◆ **EXERCISE PROMPT**
Show all lines containing "RenameBody" from the data below.

======== RECORDS FOR THE EXERCISE

//! 租户文件操作处理器：重命名、读写、列目录、创建目录与删除。
//!
//! 每个处理器的顺序相同：先在锁外做纯词法的路径解析，再获取租户锁
//! （读操作共享、写操作独占），然后在阻塞线程里完成符号链接检查与唯一
//! 一次存储调用。锁守卫被移入阻塞任务，调用结束后才释放。

use axum::body::Bytes;
use axum::extract::multipart::MultipartRejection;
use axum::extract::{Extension, Multipart};
use axum::http::{HeaderMap, HeaderValue, StatusCode, header};
use axum::response::{IntoResponse, Json as JsonResponse, Response};
use httpdate::fmt_http_date;
use serde::{Deserialize, Serialize};
use std::fs;
use std::io::ErrorKind;
use std::path::Path;
use std::sync::Arc;
use std::time::{Duration, SystemTime};
use tracing::{debug, info};

use crate::atomic::write_atomic;
use crate::error::ApiError;
use crate::http::{ApiJson, ApiQuery};
use crate::tenant_lock::{TenantLocks, TenantReadGuard, TenantWriteGuard};
use crate::workspace::{DirEntry, FileStat, TenantId, Workspace, Workspaces};

#[derive(Debug)]
pub struct FsConfig {
    /// `None` 表示无限等待。
    pub lock_wait: Option<Duration>,
}

impl FsConfig {
    pub fn from_secs(lock_wait_secs: u64) -> Self {
        Self {
            lock_wait: (lock_wait_secs > 0).then(|| Duration::from_secs(lock_wait_secs)),
        }
    }
}

#[derive(Deserialize)]
pub(crate) struct PathQuery {
    #[serde(default)]
    path: String,
}

#[derive(Deserialize)]
pub(crate) struct PathBody {
    path: String,
}

#[derive(Deserialize)]
pub(crate) struct WriteBody {
    path: String,
    content: String,
}

#[derive(Deserialize)]
#[serde(rename_all = "camelCase")]
pub(crate) struct RenameBody {
    path: String,
    new_name: String,
}

#[derive(Debug, Serialize)]
pub struct RenameResponse {
    renamed: bool,
}

#[derive(Debug, Serialize)]
pub struct WriteResponse {
    written: bool,
}

#[derive(Debug, Serialize)]
pub struct CreatedResponse {
    created: bool,
}

#[derive(Debug, Serialize)]
pub struct RemovedResponse {
    removed: bool,
}

#[derive(Debug, Serialize)]
pub struct ReadResponse {
    content: String,
}

#[derive(Debug, Serialize)]
pub struct ReaddirResponse {
    entries: Vec<DirEntry>,
}

/// 返回文件或目录的元数据。
pub async fn stat_entry(
    ApiQuery(PathQuery { path }): ApiQuery<PathQuery>,
    Extension(tenant): Extension<TenantId>,
    Extension(workspaces): Extension<Arc<Workspaces>>,
    Extension(locks): Extension<Arc<TenantLocks>>,
    Extension(config): Extension<Arc<FsConfig>>,
) -> Result<JsonResponse<FileStat>, ApiError> {
    let workspace = workspaces.for_tenant(&tenant);
    let target = workspace.resolve(&path)?;
    let guard = lock_shared(&locks, &tenant, &config).await?;
    let stat = run_locked(guard, move || {
        workspace.check_links(&target)?;
        Ok(workspace.stat(&target)?)
    })
    .await?;
    debug!(path, "stat entry");
    Ok(JsonResponse(stat))
}

/// 列出目录内容，空路径表示工作区根目录。
pub async fn read_dir(
    ApiQuery(PathQuery { path }): ApiQuery<PathQuery>,
    Extension(tenant): Extension<TenantId>,
    Extension(workspaces): Extension<Arc<Workspaces>>,
    Extension(locks): Extension<Arc<TenantLocks>>,
    Extension(config): Extension<Arc<FsConfig>>,
) -> Result<JsonResponse<ReaddirResponse>, ApiError> {
    let workspace = workspaces.for_tenant(&tenant);
    let target = workspace.resolve(&path)?;
    let guard = lock_shared(&locks, &tenant, &config).await?;
    let entries = run_locked(guard, move || {
        workspace.check_links(&target)?;
        if !fs::metadata(&target)?.is_dir() {
            return Err(ApiError::BadRequest("path is not a directory".into()));
        }
        Ok(workspace.list_dir(&target)?)
    })
    .await?;
    info!(path, count = entries.len(), "list directory");
    Ok(JsonResponse(ReaddirResponse { entries }))
}

/// 以 UTF-8 文本读取文件。
pub async fn read_file(
    ApiQuery(PathQuery { path }): ApiQuery<PathQuery>,
    Extension(tenant): Extension<TenantId>,
    Extension(workspaces): Extension<Arc<Workspaces>>,
    Extension(locks): Extension<Arc<TenantLocks>>,
    Extension(config): Extension<Arc<FsConfig>>,
) -> Result<JsonResponse<ReadResponse>, ApiError> {
    let workspace = workspaces.for_tenant(&tenant);
    let target = workspace.resolve(&path)?;
    let guard = lock_shared(&locks, &tenant, &config).await?;
    let (bytes, _) = run_locked(guard, move || read_regular_file(&workspace, &target)).await?;
    let content = String::from_utf8(bytes)
        .map_err(|_| ApiError::BadRequest("file is not valid UTF-8".into()))?;
    debug!(path, size = content.len(), "read file");
    Ok(JsonResponse(ReadResponse { content }))
}

/// 读取原始字节，附带 Content-Type 与 Last-Modified。
pub async fn read_file_binary(
    ApiQuery(PathQuery { path }): ApiQuery<PathQuery>,
    Extension(tenant): Extension<TenantId>,
    Extension(workspaces): Extension<Arc<Workspaces>>,
    Extension(locks): Extension<Arc<TenantLocks>>,
    Extension(config): Extension<Arc<FsConfig>>,
) -> Result<Response, ApiError> {
    let workspace = workspaces.for_tenant(&tenant);
    let target = workspace.resolve(&path)?;
    let guard = lock_shared(&locks, &tenant, &config).await?;
    let (bytes, modified) =
        run_locked(guard, move || read_regular_file(&workspace, &target)).await?;

    let mime = mime_guess::from_path(&path).first_or_octet_stream();
    let mut headers = HeaderMap::new();
    headers.insert(
        header::CONTENT_TYPE,
        HeaderValue::from_str(mime.essence_str())
            .map_err(|_| ApiError::Internal("invalid mime type".into()))?,
    );
    if let Some(modified) = modified {
        headers.insert(
            header::LAST_MODIFIED,
            HeaderValue::from_str(&fmt_http_date(modified))
                .map_err(|_| ApiError::Internal("failed to build response header".into()))?,
        );
    }
    debug!(path, size = bytes.len(), "read file binary");
    Ok((StatusCode::OK, headers, bytes).into_response())
}

/// 递归创建目录，已存在时视为成功。
pub async fn make_dir(
    Extension(tenant): Extension<TenantId>,
    Extension(workspaces): Extension<Arc<Workspaces>>,
    Extension(locks): Extension<Arc<TenantLocks>>,
    Extension(config): Extension<Arc<FsConfig>>,
    ApiJson(PathBody { path }): ApiJson<PathBody>,
) -> Result<JsonResponse<CreatedResponse>, ApiError> {
    let workspace = workspaces.for_tenant(&tenant);
    let target = workspace.resolve(&path)?;
    if workspace.is_root(&target) {
        return Err(ApiError::BadRequest("path is required".into()));
    }
    let guard = lock_exclusive(&locks, &tenant, &config).await?;
    run_locked(guard, move || {
        workspace.require_root()?;
        workspace.check_links(&target)?;
        match fs::metadata(&target) {
            Ok(metadata) if !metadata.is_dir() => {
                return Err(ApiError::Conflict("a file already exists at path".into()));
            }
            Ok(_) => return Ok(()),
            Err(err) if err.kind() == ErrorKind::NotFound => {}
            Err(err) => return Err(err.into()),
        }
        fs::create_dir_all(&target)?;
        Ok(())
    })
    .await?;
    info!(path, "create directory");
    Ok(JsonResponse(CreatedResponse { created: true }))
}

/// 以 UTF-8 文本整体写入文件，自动创建父目录并原子替换。
pub async fn write_file(
    Extension(tenant): Extension<TenantId>,
    Extension(workspaces): Extension<Arc<Workspaces>>,
    Extension(locks): Extension<Arc<TenantLocks>>,
    Extension(config): Extension<Arc<FsConfig>>,
    ApiJson(WriteBody { path, content }): ApiJson<WriteBody>,
) -> Result<JsonResponse<WriteResponse>, ApiError> {
    let size = content.len();
    write_contents(
        &tenant,
        &workspaces,
        &locks,
        &config,
        &path,
        content.into_bytes(),
    )
    .await?;
    info!(path, size, "write file");
    Ok(JsonResponse(WriteResponse { written: true }))
}

/// 写入 multipart 表单中的二进制内容：`path` 字段给出目标路径，`file` 字段为文件内容。
pub async fn write_file_binary(
    Extension(tenant): Extension<TenantId>,
    Extension(workspaces): Extension<Arc<Workspaces>>,
    Extension(locks): Extension<Arc<TenantLocks>>,
    Extension(config): Extension<Arc<FsConfig>>,
    multipart: Result<Multipart, MultipartRejection>,
) -> Result<JsonResponse<WriteResponse>, ApiError> {
    let BinaryUpload { path, contents } = read_binary_upload(multipart?).await?;
    let size = contents.len();
    write_contents(&tenant, &workspaces, &locks, &config, &path, contents).await?;
    info!(path, size, "write file binary");
    Ok(JsonResponse(WriteResponse { written: true }))
}

struct BinaryUpload {
    path: String,
    contents: Bytes,
}

/// 只在请求体读取阶段解析表单，不持有租户锁。未知字段忽略。
async fn read_binary_upload(mut multipart: Multipart) -> Result<BinaryUpload, ApiError> {
    let mut path = None;
    let mut contents = None;
    while let Some(field) = multipart.next_field().await? {
        let name = field.name().map(str::to_owned);
        match name.as_deref() {
            Some("path") => path = Some(field.text().await?),
            Some("file") => contents = Some(field.bytes().await?),
            _ => {}
        }
    }
    let path = path.ok_or_else(|| ApiError::BadRequest("missing path field".into()))?;
    let contents =
        contents.ok_or_else(|| ApiError::BadRequest("missing file field".into()))?;
    Ok(BinaryUpload { path, contents })
}

/// 删除文件或目录（目录递归删除），不允许删除工作区根目录。
pub async fn remove_entry(
    ApiQuery(PathQuery { path }): ApiQuery<PathQuery>,
    Extension(tenant): Extension<TenantId>,
    Extension(workspaces): Extension<Arc<Workspaces>>,
    Extension(locks): Extension<Arc<TenantLocks>>,
    Extension(config): Extension<Arc<FsConfig>>,
) -> Result<JsonResponse<RemovedResponse>, ApiError> {
    let workspace = workspaces.for_tenant(&tenant);
    let target = workspace.resolve(&path)?;
    if workspace.is_root(&target) {
        return Err(ApiError::BadRequest("cannot remove workspace root".into()));
    }
    let guard = lock_exclusive(&locks, &tenant, &config).await?;
    run_locked(guard, move || {
        workspace.check_links(&target)?;
        if fs::symlink_metadata(&target)?.is_dir() {
            fs::remove_dir_all(&target)?;
        } else {
            fs::remove_file(&target)?;
        }
        Ok(())
    })
    .await?;
    info!(path, "remove entry");
    Ok(JsonResponse(RemovedResponse { removed: true }))
}

/// 在原父目录内修改节点名称。
///
/// `newName` 只能是单个名称，不能借重命名把节点移动到别的目录。
/// 目标路径由源路径的父目录与新名称拼出后，再做一次根目录边界校验。
/// 目标已存在时拒绝，保证除源节点外不触碰其他节点。
pub async fn rename_entry(
    Extension(tenant): Extension<TenantId>,
    Extension(workspaces): Extension<Arc<Workspaces>>,
    Extension(locks): Extension<Arc<TenantLocks>>,
    Extension(config): Extension<Arc<FsConfig>>,
    ApiJson(RenameBody { path, new_name }): ApiJson<RenameBody>,
) -> Result<JsonResponse<RenameResponse>, ApiError> {
    let name = validate_new_name(&new_name)?;
    let workspace = workspaces.for_tenant(&tenant);
    let source = workspace.resolve(&path)?;
    let destination = source
        .parent()
        .map(|parent| parent.join(name))
        .and_then(|candidate| workspace.contain(&candidate).ok())
        .ok_or_else(|| ApiError::PathTraversal(new_name.clone()))?;

    let guard = lock_exclusive(&locks, &tenant, &config).await?;
    run_locked(guard, move || rename_within(&workspace, &source, &destination)).await?;
    info!(path, new_name = name, "rename entry");
    Ok(JsonResponse(RenameResponse { renamed: true }))
}

fn rename_within(
    workspace: &Workspace,
    source: &Path,
    destination: &Path,
) -> Result<(), ApiError> {
    workspace.check_links(source)?;
    workspace.check_links(destination)?;
    fs::symlink_metadata(source)?;
    if source == destination {
        return Ok(());
    }
    match fs::symlink_metadata(destination) {
        Ok(_) => return Err(ApiError::Conflict("destination already exists".into())),
        Err(err) if err.kind() == ErrorKind::NotFound => {}
        Err(err) => return Err(err.into()),
    }
    fs::rename(source, destination)?;
    Ok(())
}

/// 校验新名称：去掉首尾空白后非空，且不含路径分隔符。
///
/// 含 `..` 段的名称按越界处理，其余带分隔符的名称按请求错误处理。
fn validate_new_name(raw: &str) -> Result<&str, ApiError> {
    let name = raw.trim();
    if name.is_empty() {
        return Err(ApiError::BadRequest("invalid new name".into()));
    }
    if name
        .split(['/', '\\'])
        .any(|segment| segment.trim() == "..")
    {
        return Err(ApiError::PathTraversal(raw.to_string()));
    }
    if name.contains(['/', '\\', '\0']) || name == "." {
        return Err(ApiError::BadRequest("invalid new name".into()));
    }
    Ok(name)
}

async fn write_contents(
    tenant: &TenantId,
    workspaces: &Workspaces,
    locks: &TenantLocks,
    config: &FsConfig,
    path: &str,
    contents: impl AsRef<[u8]> + Send + 'static,
) -> Result<(), ApiError> {
    let workspace = workspaces.for_tenant(tenant);
    let target = workspace.resolve(path)?;
    if workspace.is_root(&target) {
        return Err(ApiError::BadRequest("path is required".into()));
    }
    let guard = lock_exclusive(locks, tenant, config).await?;
    run_locked(guard, move || {
        workspace.require_root()?;
        workspace.check_links(&target)?;
        if let Some(parent) = target.parent() {
            fs::create_dir_all(parent)?;
        }
        if target.is_dir() {
            return Err(ApiError::BadRequest("path is a directory".into()));
        }
        write_atomic(&target, contents.as_ref())?;
        Ok(())
    })
    .await
}

fn read_regular_file(
    workspace: &Workspace,
    target: &Path,
) -> Result<(Vec<u8>, Option<SystemTime>), ApiError> {
    workspace.check_links(target)?;
    let metadata = fs::metadata(target)?;
    if metadata.is_dir() {
        return Err(ApiError::BadRequest("path is not a file".into()));
    }
    Ok((fs::read(target)?, metadata.modified().ok()))
}

async fn lock_shared(
    locks: &TenantLocks,
    tenant: &TenantId,
    config: &FsConfig,
) -> Result<TenantReadGuard, ApiError> {
    match config.lock_wait {
        Some(wait) => Ok(locks.read_with_timeout(tenant.as_str(), wait).await?),
        None => Ok(locks.read(tenant.as_str()).await),
    }
}

async fn lock_exclusive(
    locks: &TenantLocks,
    tenant: &TenantId,
    config: &FsConfig,
) -> Result<TenantWriteGuard, ApiError> {
    match config.lock_wait {
        Some(wait) => Ok(locks.write_with_timeout(tenant.as_str(), wait).await?),
        None => Ok(locks.write(tenant.as_str()).await),
    }
}

/// 在阻塞线程中执行存储调用，守卫随闭包一起移动。
///
/// 请求 future 被丢弃（客户端断开、超时）时，阻塞任务仍会跑完，
/// 锁在存储调用结束后才释放。
async fn run_locked<G, T, F>(guard: G, op: F) -> Result<T, ApiError>
where
    G: Send + 'static,
    T: Send + 'static,
    F: FnOnce() -> Result<T, ApiError> + Send + 'static,
{
    tokio::task::spawn_blocking(move || {
        let result = op();
        drop(guard);
        result
    })
    .await
    .map_err(|err| ApiError::Internal(err.to_string()))?
}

================

◆ **RESPONSE BOX**
pub(crate) struct RenameBody {
    ApiJson(RenameBody { path, new_name }): ApiJson<RenameBody>,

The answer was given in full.